In a recent edition of the Report on Medicare Compliance, Managing Editor Nina Youngstrom explored how civility and culture tie into compliance. Youngstrom decided to focus on the topic after attending a webcast sponsored by the Health Care Compliance Association and the Society for Corporate Compliance and Ethics. During the webcast, guest speaker, and ELI Vice President Tucker Miller asked the central question: Are we talking about generally doing the right thing, or doing the right thing right – in spirit and in fact?
Miller highlighted how every organization reaches a point where they can no longer prescribe behavior and expect results. This dynamic requires you to have a discussion about why, with so many rules in place, does bad behavior continue to be a problem. As an employer, you can either create rules where everyone is looking for the loopholes or you can encourage employees to embrace the spirit of the rule – and demonstrate their commitment to these standards by modeling appropriate behaviors.
No time to be nice?
Another interesting question presented during the webcast was not just knowing what the right thing is, but why do people do the wrong thing. Christine Porath, an associate professor at Georgetown University’s McDonough School of Business and co-author of The Cost of Bad Behavior, conducted a study that found more than half of the hundreds of people she surveyed say they behave badly because they’re simply overloaded; more than 40 percent say they have no time to be nice.
Are we really too busy to be nice or is something else going on?
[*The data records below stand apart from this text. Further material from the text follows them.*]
use std::path::Path;

use anyhow::Context;
use image::RgbaImage;
use image::imageops::{self, FilterType};

use crate::config::output_edge;
use crate::foundation::error::{LoaderError, LoaderResult};
use crate::raster::buffer::RasterBuffer;

/// Decoded input icon at the two resolutions the synthesizer needs.
#[derive(Clone, Debug, PartialEq, Eq)]
pub struct SourceIcon {
    /// One pixel per cell (`grid_size` square), nearest-neighbour resized.
    pub grid: RasterBuffer,
    /// Full output resolution (`grid_size * cell_size` square), shown during the hold.
    pub original: RasterBuffer,
}

impl SourceIcon {
    /// Load a raster image or `.svg` file.
    #[tracing::instrument(skip(path))]
    pub fn load(path: impl AsRef<Path>, grid_size: u32, cell_size: u32) -> LoaderResult<Self> {
        let img = load_icon_image(path, output_edge(grid_size.max(1), cell_size.max(1))?)?;
        Self::from_image(&img, grid_size, cell_size)
    }

    /// Resize an already-decoded image, letterboxing onto transparent padding.
    pub fn from_image(img: &RgbaImage, grid_size: u32, cell_size: u32) -> LoaderResult<Self> {
        let grid_size = grid_size.max(1);
        let out_size = output_edge(grid_size, cell_size.max(1))?;
        let grid = contain_resize(img, grid_size, FilterType::Nearest)?;
        let original = contain_resize(img, out_size, FilterType::Lanczos3)?;
        Ok(Self {
            grid: RasterBuffer::from_rgba_image(grid),
            original: RasterBuffer::from_rgba_image(original),
        })
    }
}

/// Read an icon file; `.svg` files are rasterized into an `svg_size` square.
pub fn load_icon_image(path: impl AsRef<Path>, svg_size: u32) -> LoaderResult<RgbaImage> {
    let path = path.as_ref();
    let bytes = std::fs::read(path).with_context(|| format!("read icon '{}'", path.display()))?;
    let is_svg = path
        .extension()
        .and_then(|e| e.to_str())
        .is_some_and(|e| e.eq_ignore_ascii_case("svg"));
    if is_svg {
        rasterize_svg(&bytes, svg_size.max(1))
    } else {
        decode_image(&bytes)
    }
}

pub fn decode_image(bytes: &[u8]) -> LoaderResult<RgbaImage> {
    let dyn_img = image::load_from_memory(bytes).context("decode image from memory")?;
    Ok(dyn_img.to_rgba8())
}

/// Rasterize an SVG into a `size` square, aspect-preserving and centred.
pub fn rasterize_svg(bytes: &[u8], size: u32) -> LoaderResult<RgbaImage> {
    let opts = usvg::Options::default();
    let tree = usvg::Tree::from_data(bytes, &opts).context("parse svg tree")?;

    let svg_size = tree.size();
    let (w, h) = (svg_size.width(), svg_size.height());
    if !w.is_finite() || !h.is_finite() || w <= 0.0 || h <= 0.0 {
        return Err(LoaderError::validation("svg has invalid width/height"));
    }

    let mut pixmap = resvg::tiny_skia::Pixmap::new(size, size)
        .ok_or_else(|| LoaderError::validation("failed to allocate svg pixmap"))?;
    let scale = (size as f32 / w).min(size as f32 / h);
    let tx = (size as f32 - w * scale) / 2.0;
    let ty = (size as f32 - h * scale) / 2.0;
    let xform = resvg::tiny_skia::Transform::from_scale(scale, scale).post_translate(tx, ty);
    resvg::render(&tree, xform, &mut pixmap.as_mut());

    // tiny-skia stores premultiplied pixels.
    let mut data = Vec::with_capacity(pixmap.pixels().len() * 4);
    for px in pixmap.pixels() {
        let c = px.demultiply();
        data.extend_from_slice(&[c.red(), c.green(), c.blue(), c.alpha()]);
    }
    RgbaImage::from_raw(size, size, data)
        .ok_or_else(|| LoaderError::render("svg pixmap has unexpected size"))
}

/// Fit `img` inside a `size` square, keeping its aspect ratio and centring it on transparency.
pub fn contain_resize(img: &RgbaImage, size: u32, filter: FilterType) -> LoaderResult<RgbaImage> {
    let (w, h) = img.dimensions();
    if w == 0 || h == 0 {
        return Err(LoaderError::validation("icon image is empty"));
    }
    if size == 0 {
        return Err(LoaderError::validation("resize target must be non-zero"));
    }

    let scale = (f64::from(size) / f64::from(w)).min(f64::from(size) / f64::from(h));
    let nw = ((f64::from(w) * scale).round() as u32).clamp(1, size);
    let nh = ((f64::from(h) * scale).round() as u32).clamp(1, size);
    let resized = if (nw, nh) == (w, h) {
        img.clone()
    } else {
        imageops::resize(img, nw, nh, filter)
    };

    let mut canvas = RgbaImage::new(size, size);
    let left = i64::from((size - nw) / 2);
    let top = i64::from((size - nh) / 2);
    imageops::replace(&mut canvas, &resized, left, top);
    Ok(canvas)
}

/// Human-readable size: bytes below 1 KiB, then KB with one decimal, then MB with two.
pub fn format_bytes(bytes: u64) -> String {
    if bytes < 1024 {
        return format!("{bytes} B");
    }
    let kb = bytes as f64 / 1024.0;
    if kb < 1024.0 {
        return format!("{kb:.1} KB");
    }
    format!("{:.2} MB", kb / 1024.0)
}

/// One-line summary of an asset file: `path: WxH, N bytes (size)`, or `path: missing`.
pub fn describe_file(path: &Path) -> String {
    let Ok(meta) = std::fs::metadata(path) else {
        return format!("{}: missing", path.display());
    };
    let dims = match image::image_dimensions(path) {
        Ok((w, h)) if w > 0 && h > 0 => format!("{w}x{h}"),
        _ => "unknown".to_string(),
    };
    format!(
        "{}: {dims}, {} bytes ({})",
        path.display(),
        meta.len(),
        format_bytes(meta.len())
    )
}

#[cfg(test)]
#[path = "../../tests/unit/assets/decode.rs"]
mod tests;
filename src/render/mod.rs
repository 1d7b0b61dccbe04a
/// Per-frame phase dispatch.
pub mod orchestrator;
/// Range rendering, sinks and the variant pipeline.
pub mod pipeline;
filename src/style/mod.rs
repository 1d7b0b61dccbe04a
pub mod render;
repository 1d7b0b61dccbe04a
use std::io::Read;
use std::path::PathBuf;
use std::process::{Child, ChildStdin, Command, Stdio};

use crate::encode::sink::{FrameSink, OrderGuard, SinkConfig, ensure_parent_dir};
use crate::foundation::core::FrameIndex;
use crate::foundation::error::{LoaderError, LoaderResult};
use crate::raster::buffer::RasterBuffer;

/// Options for [`FfmpegGifSink`].
#[derive(Clone, Debug)]
pub struct GifSinkOpts {
    /// Output GIF path.
    pub out_path: PathBuf,
    /// Overwrite output file if it already exists.
    pub overwrite: bool,
}

impl GifSinkOpts {
    pub fn new(out_path: impl Into<PathBuf>) -> Self {
        Self {
            out_path: out_path.into(),
            overwrite: true,
        }
    }
}

/// Sink that spawns the system `ffmpeg` and streams raw RGBA frames to stdin, producing a
/// looping GIF.
pub struct FfmpegGifSink {
    opts: GifSinkOpts,

    child: Option<Child>,
    stdin: Option<ChildStdin>,
    stderr_drain: Option<std::thread::JoinHandle<std::io::Result<Vec<u8>>>>,

    cfg: Option<SinkConfig>,
    order: OrderGuard,
}

impl FfmpegGifSink {
    pub fn new(opts: GifSinkOpts) -> Self {
        Self {
            opts,
            child: None,
            stdin: None,
            stderr_drain: None,
            cfg: None,
            order: OrderGuard::default(),
        }
    }
}

/// `ffmpeg` arguments for a GIF encode of `cfg`, reading raw RGBA from stdin.
pub fn gif_args(cfg: &SinkConfig, opts: &GifSinkOpts) -> Vec<String> {
    let mut args: Vec<String> = vec![
        if opts.overwrite { "-y" } else { "-n" }.into(),
        "-loglevel".into(),
        "error".into(),
        "-f".into(),
        "rawvideo".into(),
        "-pix_fmt".into(),
        "rgba".into(),
        "-s".into(),
        format!("{}x{}", cfg.width, cfg.height),
        // For rawvideo input, `-r` before `-i` sets the input framerate.
        "-r".into(),
        format!("1000/{}", cfg.frame_ms),
        "-i".into(),
        "pipe:0".into(),
    ];
    if let Some(colors) = cfg.palette.filter(|&c| c > 0) {
        args.push("-filter_complex".into());
        args.push(palette_filter(colors));
    }
    args.extend(["-loop".into(), "0".into()]);
    args.push(opts.out_path.to_string_lossy().into_owned());
    args
}

/// Single-pass palette generation and mapping with dithering off.
pub fn palette_filter(max_colors: u32) -> String {
    format!(
        "split[a][b];[a]palettegen=max_colors={}[p];[b][p]paletteuse=dither=none",
        max_colors.clamp(2, 256)
    )
}

impl FrameSink for FfmpegGifSink {
    fn begin(&mut self, cfg: SinkConfig) -> LoaderResult<()> {
        cfg.validate()?;
        ensure_parent_dir(&self.opts.out_path)?;
        if !self.opts.overwrite && self.opts.out_path.exists() {
            return Err(LoaderError::validation(format!(
                "output file '{}' already exists",
                self.opts.out_path.display()
            )));
        }

        if !is_ffmpeg_on_path() {
            return Err(LoaderError::encode(
                "ffmpeg is required for GIF encoding, but was not found on PATH",
            ));
        }

        let mut cmd = Command::new("ffmpeg");
        cmd.args(gif_args(&cfg, &self.opts))
            .stdin(Stdio::piped())
            .stdout(Stdio::null())
            .stderr(Stdio::piped());

        let mut child = cmd.spawn().map_err(|e| {
            LoaderError::encode(format!(
                "failed to spawn ffmpeg (is it installed and on PATH?): {e}"
            ))
        })?;

        let stdin = child
            .stdin
            .take()
            .ok_or_else(|| LoaderError::encode("failed to open ffmpeg stdin (unexpected)"))?;
        let mut stderr = child
            .stderr
            .take()
            .ok_or_else(|| LoaderError::encode("failed to open ffmpeg stderr (unexpected)"))?;
        let stderr_drain = std::thread::spawn(move || {
            let mut stderr_bytes = Vec::new();
            stderr.read_to_end(&mut stderr_bytes)?;
            Ok(stderr_bytes)
        });

        tracing::debug!(
            out = %self.opts.out_path.display(),
            width = cfg.width,
            frames = cfg.frame_count,
            "spawned ffmpeg gif encoder"
        );
        self.child = Some(child);
        self.stdin = Some(stdin);
        self.stderr_drain = Some(stderr_drain);
        self.cfg = Some(cfg);
        self.order.reset();
        Ok(())
    }

    fn push_frame(&mut self, idx: FrameIndex, frame: &RasterBuffer) -> LoaderResult<()> {
        let cfg = self
            .cfg
            .as_ref()
            .ok_or_else(|| LoaderError::encode("gif sink not started"))?;
        cfg.check_frame(frame)?;
        self.order.accept(idx)?;

        let Some(stdin) = self.stdin.as_mut() else {
            return Err(LoaderError::encode("gif sink is already finalized"));
        };

        use std::io::Write as _;
        stdin.write_all(&frame.data).map_err(|e| {
            LoaderError::encode(format!("failed to write frame to ffmpeg stdin: {e}"))
        })?;
        Ok(())
    }

    fn end(&mut self) -> LoaderResult<()> {
        drop(self.stdin.take());
        let mut child = self
            .child
            .take()
            .ok_or_else(|| LoaderError::encode("gif sink not started"))?;

        let status = child.wait().map_err(|e| {
            LoaderError::encode(format!("failed to wait for ffmpeg to finish: {e}"))
        })?;
        let stderr_bytes = match self.stderr_drain.take() {
            Some(handle) => handle
                .join()
                .map_err(|_| LoaderError::encode("ffmpeg stderr drain thread panicked"))?
                .map_err(|e| LoaderError::encode(format!("ffmpeg stderr read failed: {e}")))?,
            None => Vec::new(),
        };

        if !status.success() {
            let stderr = String::from_utf8_lossy(&stderr_bytes);
            return Err(LoaderError::encode(format!(
                "ffmpeg exited with status {}: {}",
                status,
                stderr.trim()
            )));
        }

        tracing::info!(
            out = %self.opts.out_path.display(),
            frames = self.order.pushed(),
            "wrote gif"
        );
        self.cfg = None;
        Ok(())
    }
}

/// Return `true` when `ffmpeg` can be invoked from `PATH`.
pub fn is_ffmpeg_on_path() -> bool {
    std::process::Command::new("ffmpeg")
        .arg("-version")
        .stdout(std::process::Stdio::null())
        .stderr(std::process::Stdio::null())
        .status()
        .map(|s| s.success())
        .unwrap_or(false)
}

#[cfg(test)]
#[path = "../../tests/unit/encode/gif.rs"]
mod tests;
use std::path::{Path, PathBuf};

use image::RgbaImage;
use rayon::prelude::*;

use crate::assets::decode::SourceIcon;
use crate::config::LoaderConfig;
use crate::encode::frames::{FrameDirSink, Manifest};
use crate::encode::gif::{FfmpegGifSink, GifSinkOpts};
use crate::encode::sink::{FrameSink, SinkConfig, TeeSink};
use crate::foundation::core::{FrameIndex, FrameRange};
use crate::foundation::error::{LoaderError, LoaderResult};
use crate::raster::buffer::RasterBuffer;
use crate::render::orchestrator::{FrameSynth, LoopKind};
use crate::style::render::StyleVariant;

#[derive(Clone, Debug)]
pub struct RenderThreading {
    pub parallel: bool,
    pub chunk_size: usize,
    pub threads: Option<usize>,
}

impl Default for RenderThreading {
    fn default() -> Self {
        Self {
            parallel: false,
            chunk_size: 64,
            threads: None,
        }
    }
}

#[derive(Clone, Copy, Debug, Default, PartialEq, Eq, serde::Serialize)]
pub struct RenderStats {
    pub frames_total: u64,
    pub chunks: u64,
}

/// Sink configuration matching everything `synth` will push.
pub fn sink_config(synth: &FrameSynth) -> SinkConfig {
    let cfg = synth.config();
    SinkConfig {
        width: synth.output_size(),
        height: synth.output_size(),
        frame_count: synth.total_frames(),
        frame_ms: cfg.frame_ms,
        palette: cfg.palette,
    }
}

/// Manifest for a finished build of `synth`, derived from its phase plan.
pub fn manifest(synth: &FrameSynth) -> Manifest {
    Manifest::from_sink_config(&sink_config(synth))
}

/// Render `range` into memory.
pub fn render_frames(
    synth: &FrameSynth,
    range: FrameRange,
    threading: &RenderThreading,
) -> LoaderResult<Vec<RasterBuffer>> {
    let mut out = Vec::with_capacity(range.len_frames().min(4096) as usize);
    for_each_chunk(synth, range, threading, |_, frames| {
        out.extend(frames);
        Ok(())
    })?;
    Ok(out)
}

/// Render every frame of `synth` into `sink`, strictly in index order.
#[tracing::instrument(skip_all, fields(variant = synth.variant().name()))]
pub fn render_to_sink(
    synth: &FrameSynth,
    sink: &mut dyn FrameSink,
    threading: &RenderThreading,
) -> LoaderResult<RenderStats> {
    sink.begin(sink_config(synth))?;
    let range = FrameRange::with_len(0, synth.total_frames());
    let stats = for_each_chunk(synth, range, threading, |chunk, frames| {
        for (f, frame) in (chunk.start.0..chunk.end.0).zip(frames.iter()) {
            sink.push_frame(FrameIndex(f), frame)?;
        }
        Ok(())
    })?;
    sink.end()?;
    tracing::debug!(frames = stats.frames_total, chunks = stats.chunks, "render finished");
    Ok(stats)
}

fn for_each_chunk(
    synth: &FrameSynth,
    range: FrameRange,
    threading: &RenderThreading,
    mut consume: impl FnMut(FrameRange, Vec<RasterBuffer>) -> LoaderResult<()>,
) -> LoaderResult<RenderStats> {
    if range.end.0 > synth.total_frames() {
        return Err(LoaderError::validation(format!(
            "render range end {} exceeds total frames {}",
            range.end.0,
            synth.total_frames()
        )));
    }

    let pool = if threading.parallel {
        Some(build_thread_pool(threading.threads)?)
    } else {
        None
    };
    let chunk_size = normalized_chunk_size(threading.chunk_size);
    let mut stats = RenderStats::default();

    let mut chunk_start = range.start.0;
    while chunk_start < range.end.0 {
        let chunk_end = (chunk_start + chunk_size).min(range.end.0);
        let chunk = FrameRange::new(FrameIndex(chunk_start), FrameIndex(chunk_end))?;

        let frames = match pool.as_ref() {
            Some(pool) => pool.install(|| {
                (chunk.start.0..chunk.end.0)
                    .into_par_iter()
                    .map(|f| synth.render_frame(FrameIndex(f)))
                    .collect::<LoaderResult<Vec<_>>>()
            })?,
            None => (chunk.start.0..chunk.end.0)
                .map(|f| synth.render_frame(FrameIndex(f)))
                .collect::<LoaderResult<Vec<_>>>()?,
        };

        stats.frames_total += chunk.len_frames();
        stats.chunks += 1;
        consume(chunk, frames)?;
        chunk_start = chunk_end;
    }
    Ok(stats)
}

fn build_thread_pool(threads: Option<usize>) -> LoaderResult<rayon::ThreadPool> {
    if let Some(n) = threads
        && n == 0
    {
        return Err(LoaderError::validation(
            "render threading 'threads' must be >= 1 when set",
        ));
    }

    let mut builder = rayon::ThreadPoolBuilder::new();
    if let Some(n) = threads {
        builder = builder.num_threads(n);
    }
    builder
        .build()
        .map_err(|e| LoaderError::render(format!("failed to build rayon thread pool: {e}")))
}

fn normalized_chunk_size(chunk_size: usize) -> u64 {
    if chunk_size == 0 {
        1
    } else {
        chunk_size as u64
    }
}

/// One output of the variant pipeline.
#[derive(Clone, Copy, Debug, PartialEq, Eq, serde::Serialize)]
pub struct VariantBuild {
    pub variant: StyleVariant,
    pub cell_size: u32,
    pub kind: LoopKind,
}

impl VariantBuild {
    /// File stem, e.g. `transition-border-dark-256`.
    pub fn stem(&self, grid_size: u32) -> String {
        let kind = match self.kind {
            LoopKind::Idle => "loader",
            LoopKind::Transition => "transition",
        };
        format!(
            "{kind}-{}-{}",
            self.variant.name(),
            u64::from(grid_size) * u64::from(self.cell_size)
        )
    }
}

/// Every (cell size × loop kind × style variant) combination for `cfg`, in build order.
pub fn variant_builds(cfg: &LoaderConfig) -> Vec<VariantBuild> {
    let mut out = Vec::new();
    for cell_size in cfg.all_cell_sizes() {
        for kind in [LoopKind::Idle, LoopKind::Transition] {
            for variant in StyleVariant::ALL {
                out.push(VariantBuild {
                    variant,
                    cell_size,
                    kind,
                });
            }
        }
    }
    out
}

/// Where and what the variant pipeline writes.
#[derive(Clone, Debug)]
pub struct OutputOpts {
    pub out_dir: PathBuf,
    pub write_gif: bool,
    pub write_frames: bool,
    pub threading: RenderThreading,
}

impl OutputOpts {
    pub fn new(out_dir: impl Into<PathBuf>) -> Self {
        Self {
            out_dir: out_dir.into(),
            write_gif: true,
            write_frames: true,
            threading: RenderThreading::default(),
        }
    }
}

/// Result of one variant build.
#[derive(Clone, Debug, serde::Serialize)]
pub struct VariantReport {
    pub build: VariantBuild,
    pub manifest: Manifest,
    pub gif: Option<PathBuf>,
    pub frames_dir: Option<PathBuf>,
    pub stats: RenderStats,
}

/// Build every variant of `image` into `opts.out_dir`.
///
/// Variants run one after another; frames within a variant may render in parallel.
#[tracing::instrument(skip_all, fields(out_dir = %opts.out_dir.display()))]
pub fn build_variants(
    cfg: &LoaderConfig,
    image: &RgbaImage,
    opts: &OutputOpts,
) -> LoaderResult<Vec<VariantReport>> {
    let cfg = cfg.normalized();
    let mut reports = Vec::new();
    for cell_size in cfg.all_cell_sizes() {
        let sized = cfg.with_cell_size(cell_size);
        let icon = SourceIcon::from_image(image, sized.grid_size, sized.cell_size)?;
        for build in variant_builds(&cfg)
            .into_iter()
            .filter(|b| b.cell_size == cell_size)
        {
            reports.push(build_one(&sized, &icon, build, opts)?);
        }
    }
    Ok(reports)
}

fn build_one(
    cfg: &LoaderConfig,
    icon: &SourceIcon,
    build: VariantBuild,
    opts: &OutputOpts,
) -> LoaderResult<VariantReport> {
    let synth = FrameSynth::new(cfg, icon, build.variant, build.kind)?;
    let stem = build.stem(cfg.grid_size);

    let mut tee = TeeSink::new();
    let gif = opts.write_gif.then(|| opts.out_dir.join(format!("{stem}.gif")));
    let frames_dir = opts
        .write_frames
        .then(|| opts.out_dir.join(format!("{stem}-frames")));
    if let Some(path) = gif.as_ref() {
        tee.push(Box::new(FfmpegGifSink::new(GifSinkOpts::new(path))));
    }
    if let Some(dir) = frames_dir.as_ref() {
        tee.push(Box::new(FrameDirSink::new(dir)));
    }

    let stats = if tee.is_empty() {
        // Nothing to write; still synthesize so failures surface.
        render_frames(
            &synth,
            FrameRange::with_len(0, synth.total_frames()),
            &opts.threading,
        )
        .map(|frames| RenderStats {
            frames_total: frames.len() as u64,
            chunks: 0,
        })?
    } else {
        render_to_sink(&synth, &mut tee, &opts.threading)?
    };

    let manifest = manifest(&synth);
    tracing::info!(
        build = %stem,
        frames = manifest.frames,
        gif = gif.is_some(),
        frames_dir = frames_dir.is_some(),
        "variant built"
    );
    Ok(VariantReport {
        build,
        manifest,
        gif,
        frames_dir,
        stats,
    })
}

/// Write one frame of `synth` as a PNG.
pub fn write_frame_png(synth: &FrameSynth, idx: FrameIndex, out: &Path) -> LoaderResult<()> {
    use anyhow::Context as _;

    if idx.0 >= synth.total_frames() {
        return Err(LoaderError::validation(format!(
            "frame {} is out of range (total {})",
            idx.0,
            synth.total_frames()
        )));
    }
    crate::encode::sink::ensure_parent_dir(out)?;
    let frame = synth.render_frame(idx)?;
    image::save_buffer_with_format(
        out,
        &frame.data,
        frame.width,
        frame.height,
        image::ExtendedColorType::Rgba8,
        image::ImageFormat::Png,
    )
    .with_context(|| format!("write png '{}'", out.display()))?;
    Ok(())
}

#[cfg(test)]
#[path = "../../tests/unit/render/pipeline.rs"]
mod tests;
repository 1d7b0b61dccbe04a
//! Encoding sinks.
//!
//! Sinks consume synthesized frames in index order and are driven by
//! [`render_to_sink`](crate::render::pipeline::render_to_sink).

/// PNG frame directories plus `manifest.json`.
pub mod frames;
/// Looping GIF output via system `ffmpeg`.
pub mod gif;
/// Generic frame sink trait and built-in sinks.
pub mod sink;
George Orwell said, “On the whole, human beings want to be good, but not too good, and not quite all the time.” Miller believes there’s truth in both of these views – we’re not just naturally compliant all the time. Then there are employees who are too stressed out and too busy to be nice and it’s that kind of behavior that negatively impacts the organization.
Your culture is defined by what you tolerate
The summation of these behaviors is what forms the culture of your organization, not your policies. You may have policies in place to prohibit bad behavior, but if you have a culture that says it’s acceptable for people to be dismissive or rude, or to ignore the need to be nice or respectful, you will develop systemic problems.
When people are behaving badly, it’s largely because it’s tolerated and so the question becomes what is your culture and how can you target it in a way that makes it more attractive to do the right thing than to do the wrong thing? What your culture tolerates leads to the day-to-day behaviors that eventually become habitual.
When you attempt to change behavior, it requires significant disruption of habitual behavior in order to break those habits. It requires deliberate thinking to make different choices and to capture those choices at a different point. When you’re looking for a solution to your culture, it means laying down a different track and encouraging people to pause at those transition points. This is where leaders can really make a difference by modeling desired behaviors and providing meaningful feedback. Helping employees think about the choices they have to select from, rather than following established patterns, is how the culture will change.